Avoid this browser if:
- You are a power user with significant needs for customization, flexibility, and some of Safari’s missing features
- Though not a power user, you typically have many tabs open and could benefit from extra tab management features available on other browsers
- Avoiding security issues is a major priority for you
Major upgrade: Version 5 was released on June 7, 2010 for both Windows (XP, Vista, 7) and Mac (10.5.8, 10.6.2 and higher), and is described above. Apple has not discussed future specific plans, other than to announce WebKit2 development. This implies that the next version of Safari will be faster, especially on multi-core hardware.
Simpler versions of Safari are available for the Apple’s iPad, iPhone, and iPod touch devices. These versions do not support Adobe Flash, but are otherwise very easy to use and well suited to these devices.
IE9 is much faster, more secure, and more standards compliant than IE8 and vastly better than versions before IE8, which were very slow, dangerously insecure, and outrageously non-compliant with web standards. As always, I urge my readers to abandon older versions of IE in favor of the latest version of one of the five major browsers profiled in this post.
What do people like about IE9? The 32 bit version (but not the 64 bit version) scored higher on speed tests than already-speedy Chrome and Opera in March 2011 (UPDATE: As of August 2011, Opera and Chrome are faster, and Firefox will be faster by the end of 2011). It is especially fast on graphics-intensive sites that can take advantage of hardware acceleration. Tabs are now separate processes, benefiting security and performance. IE9 warns about socially engineered malware better than other browsers, offers better Active X controls, and has addressed many security issues found in prior versions of IE.
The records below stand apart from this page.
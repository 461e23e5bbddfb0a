use std::io::{self, BufWriter};

use clap::Parser;
use views_bin::args::Arguments;

fn main() {
    let args = Arguments::parse();
    logutil::configure_global_logger(args.log_level, args.log_format.into(), io::stderr);

    let mut stdout = BufWriter::new(io::stdout().lock());
    if let Err(err) = views_bin::run(&args, &mut stdout) {
        eprintln!("ERROR: {err:#}");
        std::process::exit(1);
    }
}
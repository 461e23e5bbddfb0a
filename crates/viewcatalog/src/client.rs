use std::fmt::{self, Debug};
use std::sync::Arc;

use serde::{Deserialize, Serialize};

use crate::errors::Result;
use crate::identity::Principal;

/// Kind of a relation tracked by the catalog.
#[derive(Debug, Clone, Copy, PartialEq, Eq, Hash, Default, Serialize, Deserialize)]
#[serde(rename_all = "snake_case")]
pub enum RelationType {
    #[default]
    Table,
    View,
}

impl fmt::Display for RelationType {
    fn fmt(&self, f: &mut fmt::Formatter<'_>) -> fmt::Result {
        match self {
            Self::Table => write!(f, "TABLE"),
            Self::View => write!(f, "VIEW"),
        }
    }
}

/// A relation as returned from the catalog.
#[derive(Debug, Clone, PartialEq, Eq, Serialize, Deserialize)]
pub struct RelationRecord {
    pub name: String,
    #[serde(default, rename = "type")]
    pub relation_type: RelationType,
    /// Defining statement. Empty for base tables.
    #[serde(default)]
    pub ddl_sql: String,
}

impl RelationRecord {
    pub fn view(name: impl Into<String>, ddl_sql: impl Into<String>) -> Self {
        RelationRecord {
            name: name.into(),
            relation_type: RelationType::View,
            ddl_sql: ddl_sql.into(),
        }
    }

    pub fn table(name: impl Into<String>) -> Self {
        RelationRecord {
            name: name.into(),
            relation_type: RelationType::Table,
            ddl_sql: String::new(),
        }
    }
}

/// Strip catalog qualification from a database name.
///
/// Both `catalog.db` and the legacy `cluster:db` forms are accepted, only the
/// part after the first separator is kept.
pub fn extract_db_name(full_name: &str) -> &str {
    match full_name.find(['.', ':']) {
        Some(idx) => &full_name[idx + 1..],
        None => full_name,
    }
}

/// Parameters for listing databases.
#[derive(Debug, Clone, PartialEq, Eq, Default)]
pub struct DatabaseListParams {
    /// LIKE pattern on the database name.
    pub pattern: Option<String>,
    pub principal: Principal,
}

/// Parameters for listing the relations of a single database.
#[derive(Debug, Clone, PartialEq, Eq)]
pub struct RelationListParams {
    /// Database name exactly as returned from `list_databases`.
    pub database: String,
    /// LIKE pattern on the relation name.
    pub pattern: Option<String>,
    pub principal: Principal,
    /// Only relations of this type are returned.
    pub relation_type: RelationType,
}

/// Client for the remote catalog.
///
/// Calls are blocking. Results are returned in a stable order and visibility
/// checks happen on the catalog side.
pub trait CatalogClient: Debug {
    /// List databases visible to the principal.
    fn list_databases(&self, params: &DatabaseListParams) -> Result<Vec<String>>;

    /// List relations of a given type in a database.
    fn list_relations(&self, params: &RelationListParams) -> Result<Vec<RelationRecord>>;
}

impl<C: CatalogClient + ?Sized> CatalogClient for &C {
    fn list_databases(&self, params: &DatabaseListParams) -> Result<Vec<String>> {
        (**self).list_databases(params)
    }

    fn list_relations(&self, params: &RelationListParams) -> Result<Vec<RelationRecord>> {
        (**self).list_relations(params)
    }
}

impl<C: CatalogClient + ?Sized> CatalogClient for Arc<C> {
    fn list_databases(&self, params: &DatabaseListParams) -> Result<Vec<String>> {
        self.as_ref().list_databases(params)
    }

    fn list_relations(&self, params: &RelationListParams) -> Result<Vec<RelationRecord>> {
        self.as_ref().list_relations(params)
    }
}

impl<C: CatalogClient + ?Sized> CatalogClient for Box<C> {
    fn list_databases(&self, params: &DatabaseListParams) -> Result<Vec<String>> {
        self.as_ref().list_databases(params)
    }

    fn list_relations(&self, params: &RelationListParams) -> Result<Vec<RelationRecord>> {
        self.as_ref().list_relations(params)
    }
}
#[cfg(test)]
mod tests {
    use viewcatalog::{CatalogError, MemoryCatalog, MemoryDatabase};

    use super::*;
    use crate::batch::Projections;
    use crate::testutil::RecordingClient;

    fn two_schemas() -> MemoryCatalog {
        MemoryCatalog::default()
            .with_database(MemoryDatabase::new("s1").with_view("v1", "SELECT 1"))
            .with_database(MemoryDatabase::new("s2"))
    }

    fn scanner(
        client: &RecordingClient,
        batch_size: usize,
    ) -> SchemaViewsScanner<&RecordingClient> {
        SchemaViewsScanner::try_new(client, ScanConfig { batch_size }).unwrap()
    }

    fn rows(batch: &Batch) -> Vec<Vec<String>> {
        (0..batch.num_rows())
            .map(|idx| {
                batch
                    .row(idx)
                    .unwrap()
                    .into_iter()
                    .map(|v| v.unwrap_or_default().to_string())
                    .collect()
            })
            .collect()
    }

    /// Pull until exhausted, returning all rows and the number of pulls that
    /// produced rows.
    fn scan_all<C: CatalogClient>(
        scanner: &mut SchemaViewsScanner<C>,
        batch: &mut Batch,
    ) -> (Vec<Vec<String>>, usize) {
        let mut out = Vec::new();
        let mut pulls = 0;
        loop {
            match scanner.produce_batch(batch).unwrap() {
                PollPull::HasMore => {
                    assert!(batch.num_rows() > 0);
                    pulls += 1;
                    out.extend(rows(batch));
                }
                PollPull::Exhausted => {
                    assert_eq!(0, batch.num_rows());
                    return (out, pulls);
                }
            }
        }
    }

    #[test]
    fn two_databases_one_view() {
        logutil::init_test();

        let client = RecordingClient::new(two_schemas());
        let mut scanner = scanner(&client, 1);
        scanner.initialize(&ScanRequest::default()).unwrap();
        assert_eq!(ScanPhase::Ready, scanner.phase());

        let mut batch = Batch::for_schema(scanner.schema(), 1);

        assert_eq!(PollPull::HasMore, scanner.produce_batch(&mut batch).unwrap());
        assert_eq!(
            vec![vec![
                "def",
                "s1",
                "v1",
                "SELECT 1",
                "NONE",
                "NO",
                "",
                "",
                "utf8",
                "utf8_general_ci"
            ]],
            rows(&batch)
        );
        assert_eq!(ScanPhase::Streaming, scanner.phase());

        assert_eq!(PollPull::Exhausted, scanner.produce_batch(&mut batch).unwrap());
        assert_eq!(0, batch.num_rows());
        assert_eq!(ScanPhase::Exhausted, scanner.phase());

        assert_eq!(
            vec!["list_databases", "list_relations(s1)", "list_relations(s2)"],
            client.calls()
        );
    }

    #[test]
    fn empty_database_list() {
        let client = RecordingClient::new(MemoryCatalog::default());
        let mut scanner = scanner(&client, 1);
        scanner.initialize(&ScanRequest::default()).unwrap();

        let mut batch = Batch::for_schema(scanner.schema(), 1);
        assert_eq!(PollPull::Exhausted, scanner.produce_batch(&mut batch).unwrap());
        assert_eq!(0, batch.num_rows());
        assert_eq!(vec!["list_databases"], client.calls());
    }

    #[test]
    fn exhausted_is_idempotent() {
        let client = RecordingClient::new(two_schemas());
        let mut scanner = scanner(&client, 1);
        scanner.initialize(&ScanRequest::default()).unwrap();

        let mut batch = Batch::for_schema(scanner.schema(), 1);
        scan_all(&mut scanner, &mut batch);
        let calls = client.calls();

        for _ in 0..3 {
            assert_eq!(PollPull::Exhausted, scanner.produce_batch(&mut batch).unwrap());
            assert_eq!(0, batch.num_rows());
        }
        assert_eq!(calls, client.calls());
    }

    #[test]
    fn rows_in_database_then_view_order() {
        let catalog = MemoryCatalog::default()
            .with_database(
                MemoryDatabase::new("b")
                    .with_view("z", "SELECT 'z'")
                    .with_table("t")
                    .with_view("a", "SELECT 'a'"),
            )
            .with_database(MemoryDatabase::new("empty"))
            .with_database(MemoryDatabase::new("a").with_view("m", "SELECT 'm'"));
        let client = RecordingClient::new(catalog);
        let mut scanner = scanner(&client, 1);
        scanner.initialize(&ScanRequest::default()).unwrap();

        let projections =
            Projections::try_from_names(scanner.schema(), &["TABLE_SCHEMA", "TABLE_NAME"]).unwrap();
        let mut batch = Batch::new(projections, 1);
        let (rows, pulls) = scan_all(&mut scanner, &mut batch);

        assert_eq!(
            vec![
                vec!["b".to_string(), "z".to_string()],
                vec!["b".to_string(), "a".to_string()],
                vec!["a".to_string(), "m".to_string()],
            ],
            rows
        );
        assert_eq!(3, pulls);
    }

    #[test]
    fn larger_batches_stay_within_database() {
        let catalog = MemoryCatalog::default()
            .with_database(
                MemoryDatabase::new("s1")
                    .with_view("v1", "SELECT 1")
                    .with_view("v2", "SELECT 2")
                    .with_view("v3", "SELECT 3"),
            )
            .with_database(MemoryDatabase::new("s2").with_view("v4", "SELECT 4"));
        let client = RecordingClient::new(catalog);
        let mut scanner = scanner(&client, 2);
        scanner.initialize(&ScanRequest::default()).unwrap();

        let mut batch = Batch::new(Projections::new([ViewsColumn::TableName.index()]), 16);

        let mut sizes = Vec::new();
        while scanner.produce_batch(&mut batch).unwrap() == PollPull::HasMore {
            sizes.push(batch.num_rows());
        }
        // Limited by the configured batch size, and never crossing databases.
        assert_eq!(vec![2, 1, 1], sizes);
    }

    #[test]
    fn output_capacity_limits_rows() {
        let catalog = MemoryCatalog::default().with_database(
            MemoryDatabase::new("s1")
                .with_view("v1", "SELECT 1")
                .with_view("v2", "SELECT 2")
                .with_view("v3", "SELECT 3"),
        );
        let client = RecordingClient::new(catalog);
        let mut scanner = scanner(&client, 1024);
        scanner.initialize(&ScanRequest::default()).unwrap();

        let mut batch = Batch::for_schema(scanner.schema(), 2);
        let (rows, pulls) = scan_all(&mut scanner, &mut batch);
        assert_eq!(3, rows.len());
        assert_eq!(2, pulls);
    }

    #[test]
    fn qualified_database_name_stripped() {
        let catalog = MemoryCatalog::default()
            .with_database(MemoryDatabase::new("cat1.s1").with_view("v1", "SELECT 1"));
        let client = RecordingClient::new(catalog);
        let mut scanner = scanner(&client, 1);
        scanner.initialize(&ScanRequest::default()).unwrap();

        let mut batch = Batch::for_schema(scanner.schema(), 1);
        scanner.produce_batch(&mut batch).unwrap();
        let schema_col = batch.array_for_column(ViewsColumn::TableSchema.index()).unwrap();
        assert_eq!(Some("s1"), schema_col.get(0));
        // The catalog is always asked with the name it returned.
        assert_eq!("list_relations(cat1.s1)", client.calls()[1]);
    }

    #[test]
    fn patterns_and_identity_forwarded() {
        let catalog = MemoryCatalog::default()
            .with_database(
                MemoryDatabase::new("sales")
                    .with_view("v_a", "SELECT 1")
                    .with_view("w_b", "SELECT 2"),
            )
            .with_database(
                MemoryDatabase::new("secret")
                    .with_grant("alice")
                    .with_view("v_s", "SELECT 3"),
            )
            .with_database(MemoryDatabase::new("ops").with_view("v_o", "SELECT 4"));
        let client = RecordingClient::new(catalog);

        let request = ScanRequest::default()
            .with_db_pattern("s%")
            .with_view_pattern("v\\_%")
            .with_identity(UserIdentity::new("alice", "%"))
            .with_user("mallory");
        let mut scanner = scanner(&client, 8);
        scanner.initialize(&request).unwrap();

        let projections =
            Projections::try_from_names(scanner.schema(), &["TABLE_SCHEMA", "TABLE_NAME"]).unwrap();
        let mut batch = Batch::new(projections, 8);
        let (rows, _) = scan_all(&mut scanner, &mut batch);
        assert_eq!(
            vec![
                vec!["sales".to_string(), "v_a".to_string()],
                vec!["secret".to_string(), "v_s".to_string()],
            ],
            rows
        );
    }

    #[test]
    fn produce_before_initialize() {
        let client = RecordingClient::new(two_schemas());
        let mut scanner = scanner(&client, 1);
        let mut batch = Batch::for_schema(scanner.schema(), 1);

        let err = scanner.produce_batch(&mut batch).unwrap_err();
        assert!(matches!(err, SchemaViewsError::NotInitialized(_)));
        assert!(client.calls().is_empty());
    }

    #[test]
    fn initialize_twice() {
        let client = RecordingClient::new(two_schemas());
        let mut scanner = scanner(&client, 1);
        scanner.initialize(&ScanRequest::default()).unwrap();

        let err = scanner.initialize(&ScanRequest::default()).unwrap_err();
        assert!(matches!(err, SchemaViewsError::NotInitialized(_)));
        assert_eq!(1, client.calls().len());
    }

    #[test]
    fn initialize_unauthorized_can_retry() {
        let client = RecordingClient::new(two_schemas());
        client.fail_next_list_databases(CatalogError::Unauthorized {
            principal: "anonymous".to_string(),
            reason: "denied".to_string(),
        });

        let mut scanner = scanner(&client, 1);
        let err = scanner.initialize(&ScanRequest::default()).unwrap_err();
        assert!(matches!(err, SchemaViewsError::AuthorizationError(_)));
        assert_eq!(ScanPhase::Uninitialized, scanner.phase());

        scanner.initialize(&ScanRequest::default()).unwrap();
        assert_eq!(ScanPhase::Ready, scanner.phase());

        let mut batch = Batch::for_schema(scanner.schema(), 1);
        let (rows, _) = scan_all(&mut scanner, &mut batch);
        assert_eq!(1, rows.len());
    }

    #[test]
    fn failed_view_fetch_does_not_advance() {
        let catalog = MemoryCatalog::default()
            .with_database(MemoryDatabase::new("s1").with_view("v1", "SELECT 1"))
            .with_database(MemoryDatabase::new("s2").with_view("v2", "SELECT 2"));
        let client = RecordingClient::new(catalog);
        let mut scanner = scanner(&client, 1);
        scanner.initialize(&ScanRequest::default()).unwrap();

        let projections = Projections::new([ViewsColumn::TableName.index()]);
        let mut batch = Batch::new(projections, 1);

        assert_eq!(PollPull::HasMore, scanner.produce_batch(&mut batch).unwrap());
        assert_eq!(vec![vec!["v1".to_string()]], rows(&batch));

        client.fail_next_list_relations(CatalogError::Unavailable("connection reset".to_string()));
        let err = scanner.produce_batch(&mut batch).unwrap_err();
        assert!(matches!(err, SchemaViewsError::CatalogUnavailable(_)));

        // Retrying fetches s2 again, nothing skipped or duplicated.
        assert_eq!(PollPull::HasMore, scanner.produce_batch(&mut batch).unwrap());
        assert_eq!(vec![vec!["v2".to_string()]], rows(&batch));
        assert_eq!(PollPull::Exhausted, scanner.produce_batch(&mut batch).unwrap());

        assert_eq!(
            vec![
                "list_databases",
                "list_relations(s1)",
                "list_relations(s2)",
                "list_relations(s2)",
            ],
            client.calls()
        );
    }

    #[test]
    fn unauthorized_view_fetch_does_not_advance() {
        let catalog = MemoryCatalog::default()
            .with_database(MemoryDatabase::new("s1").with_view("v1", "SELECT 1"))
            .with_database(MemoryDatabase::new("s2").with_view("v2", "SELECT 2"));
        let client = RecordingClient::new(catalog);
        let mut scanner = scanner(&client, 1);
        scanner.initialize(&ScanRequest::default().with_user("bob")).unwrap();

        let projections = Projections::new([ViewsColumn::TableName.index()]);
        let mut batch = Batch::new(projections, 1);
        assert_eq!(PollPull::HasMore, scanner.produce_batch(&mut batch).unwrap());

        client.fail_next_list_relations(CatalogError::Unauthorized {
            principal: "bob".to_string(),
            reason: "no privilege on database 's2'".to_string(),
        });
        let err = scanner.produce_batch(&mut batch).unwrap_err();
        assert!(matches!(
            err,
            SchemaViewsError::AuthorizationError(CatalogError::Unauthorized { .. })
        ));
        assert!(err.to_string().contains("no privilege on database 's2'"));
        assert_eq!(ScanPhase::Streaming, scanner.phase());

        assert_eq!(PollPull::HasMore, scanner.produce_batch(&mut batch).unwrap());
        assert_eq!(vec![vec!["v2".to_string()]], rows(&batch));
        assert_eq!(PollPull::Exhausted, scanner.produce_batch(&mut batch).unwrap());
        assert_eq!(
            vec![
                "list_databases",
                "list_relations(s1)",
                "list_relations(s2)",
                "list_relations(s2)",
            ],
            client.calls()
        );
    }

    #[test]
    fn unknown_column_rejected_before_fetch() {
        let client = RecordingClient::new(two_schemas());
        let mut scanner = scanner(&client, 1);
        scanner.initialize(&ScanRequest::default()).unwrap();

        let mut batch = Batch::new(Projections::new([2, 11]), 1);
        let err = scanner.produce_batch(&mut batch).unwrap_err();
        assert!(matches!(err, SchemaViewsError::UnknownColumn { index: 11, .. }));
        assert_eq!(vec!["list_databases"], client.calls());
        assert_eq!(ScanPhase::Ready, scanner.phase());
    }

    #[test]
    fn zero_capacity_output_rejected() {
        let client = RecordingClient::new(two_schemas());
        let mut scanner = scanner(&client, 1);
        scanner.initialize(&ScanRequest::default()).unwrap();

        let mut batch = Batch::for_schema(scanner.schema(), 0);
        let err = scanner.produce_batch(&mut batch).unwrap_err();
        assert!(matches!(err, SchemaViewsError::InvalidArgument(_)));
    }

    #[test]
    fn zero_batch_size_rejected() {
        let config = ScanConfig { batch_size: 0 };
        let err = SchemaViewsScanner::try_new(MemoryCatalog::default(), config).unwrap_err();
        assert!(matches!(err, SchemaViewsError::InvalidArgument(_)));
    }
}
With regards to the interface, the browser integrates with the Windows operating system (especially Windows 7) in a way that makes using web apps seem more like regular desktop software—much more so than Chrome. Many popular features of other browsers such as combining the search and URL bars and an improved download manager have been incorporated. There are many options for customizing and controlling the browser, though some complain that configuration options are strewn all over the user interface. Perhaps most importantly, the interface now uses very little vertical screen space. IE9 may be the best browser for small screen devices such as netbooks, as user can set tabs to be on the same line as the address bar.
So why do I rank IE9 last? For starters, it only works on about 1/3 of all computers—those running Windows 7, Windows Vista, or Windows Server 2008. IE10 will only run on Windows 7. Many people in the U.S. now routinely use multiple computers with different operating systems installed, and it’s a considerable distraction to have to learn and use different browsers for each system. If you have a Windows 7 desktop at home, a Mac laptop, and a Windows XP desktop at work, you can use your same favorite browser on all three—so long as it is not Internet Explorer.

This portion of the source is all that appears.